In that landmark document—largely overshadowed by the contraception encyclical—Paul said that the church itself “has a constant need of being evangelized,” and he wrote that people today listen “more willingly to witnesses than to teachers,” so Catholic leaders above all must practice what they preach.

“The world calls for, and expects from us, simplicity of life, the spirit of prayer, charity towards all, especially towards the lowly and the poor, obedience and humility, detachment and self-sacrifice. Without this mark of holiness, our word will have difficulty in touching the heart of modern man. It risks being vain and sterile,” Paul wrote in words that could have come from the pen of Francis.

In fact, in November last year, Francis sent a personal representative to a meeting of the U.S. bishops and had him read those passages to the hierarchy, followed by clear instructions that Francis, like Paul, “wants ‘pastoral’ bishops, not bishops who profess or follow a particular ideology.” Francis also asked all eight cardinals in his special advisory groups to reread “Evangelii Nuntiandi.”

3. Pilgrim pope

Elected in 1963 on the death of St. John XXIII, amid intense debates among bishops at the Second Vatican Council, the former Cardinal Giovanni Montini inherited the difficult task of seeing the council through to its conclusion in 1965. In the following years, he pushed through the council’s changes, including updating the liturgy from Latin to the vernacular and completing a major reorganization of the Roman Curia.

He also discarded the papal triple tiara and other trappings of the monarchical papacy, sending a message “that the pope was not a king, but a bishop, a pastor, a servant,” as the website of the U.S. Conference of Catholic Bishops put it in one of its tributes.

And Paul—not his globe-trotting successor, John Paul II—was the original “pilgrim pope,” the first pontiff to travel outside Italy in the modern era.

On his first trip, Paul met the Eastern Orthodox patriarch in Jerusalem in 1964, and during Paul’s eight other foreign journeys he visited Asia — a knife-wielding artist in the Philippines tried to stab him — Africa and Latin America. In 1965, Paul became the first pope to visit the U.S., where he celebrated Mass at Yankee Stadium and delivered a ringing denunciation of war to the United Nations General Assembly.

His calls for economic justice were just as powerful, and controversial. Because of that track record, Paul was a hero not only to Francis but to many other priests of the time who went on to become church leaders.

“Pope Paul helped me to understand that you don’t need to be a brilliant theologian, a charismatic speaker or have the courage of a martyr to evangelize,” said Bishop Howard Hubbard of Albany, who until his recent retirement was the last bishop heading a U.S. diocese to be appointed by Paul.

4. Bridge builder

But Paul is also returning as a hero for many in the newer generation.
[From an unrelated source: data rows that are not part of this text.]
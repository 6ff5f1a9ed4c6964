use serde::Deserialize;

use crate::api_error::ApiErrorCode;
use crate::error::ForumError;
use crate::post::PostId;

/// JSON body returned by `POST /api`.
#[derive(Clone, Debug, Default, PartialEq, Deserialize)]
pub struct ResponseEnvelope {
    #[serde(default)]
    pub success: bool,
    #[serde(default)]
    pub error: Option<ApiErrorCode>,
    #[serde(default)]
    pub longid: Option<u64>,
    /// Split topic/post ids, sent alongside `longid` on success.
    #[serde(default)]
    pub topic: Option<u32>,
    #[serde(default)]
    pub post: Option<u16>,
    /// Echo of a moderator command message that was executed instead of posted.
    #[serde(default, rename = "mod-operation")]
    pub mod_operation: Option<String>,
}

impl ResponseEnvelope {
    pub fn parse(body: &str) -> Result<Self, ForumError> {
        Ok(serde_json::from_str(body)?)
    }

    /// The new post to navigate to. A zero id counts as absent.
    pub fn post_id(&self) -> Option<PostId> {
        self.longid.filter(|id| *id != 0).map(PostId)
    }
}

const ALERT_PREFIX: &str = "发生错误：";

/// Text of the alert shown when a submission does not go through.
#[derive(Clone, Debug, PartialEq)]
pub enum ErrorReport {
    /// The server answered with `success: false`.
    Rejected(Option<ApiErrorCode>),
    /// The request failed or the body could not be read.
    Failed(ForumError),
}

impl ErrorReport {
    pub fn text(&self) -> String {
        match self {
            ErrorReport::Rejected(code) => {
                let (code, message) = match code {
                    Some(code) => (code.as_str(), code.message().unwrap_or("")),
                    None => ("", ""),
                };
                format!("{ALERT_PREFIX}\ncode: {code}\n{message}")
            }
            ErrorReport::Failed(e) => format!("{ALERT_PREFIX}\n{e}"),
        }
    }
}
Cardinal Luis Antonio Tagle of the Philippines, a rising star in the global church, has praised Paul for his efforts to unify the church, citing Paul’s motto: “No one defeated; everyone convinced.”

Yet, as Tagle told Catholic News Service, because of that approach Paul “would be attacked from all sides” and “would never become a star the way the other popes were.”

Indeed, critiqued by the left over birth control and by the right for reforms to the liturgy, Paul in his last years was depicted as a Hamlet-like figure of equivocation. His end did seem tragic, as he aged rapidly under the burdens of the office, governing the church at a time of massive social upheavals abroad and close to home.

In the spring of 1978, a longtime friend of Paul’s and a prominent Italian political leader, Aldo Moro, was kidnapped and executed by left-wing terrorists in Italy despite an impassioned appeal by the anguished pope. Paul died three months later, “one of the holiest and most loving of Popes” but also “one of the saddest,” as the editors of the liberal Catholic magazine Commonweal wrote at the time.

Will Francis wind up achieving what Paul could not by healing divisions and pushing the church forward? Or will he suffer a similar fate?

Despite the many affinities between the two popes, Faggioli said that “the difference between Paul and Francis is the kind of boldness, courage—in a way, recklessness—that Francis clearly has. He’s taking huge risks, while Paul VI was always much more cautious.”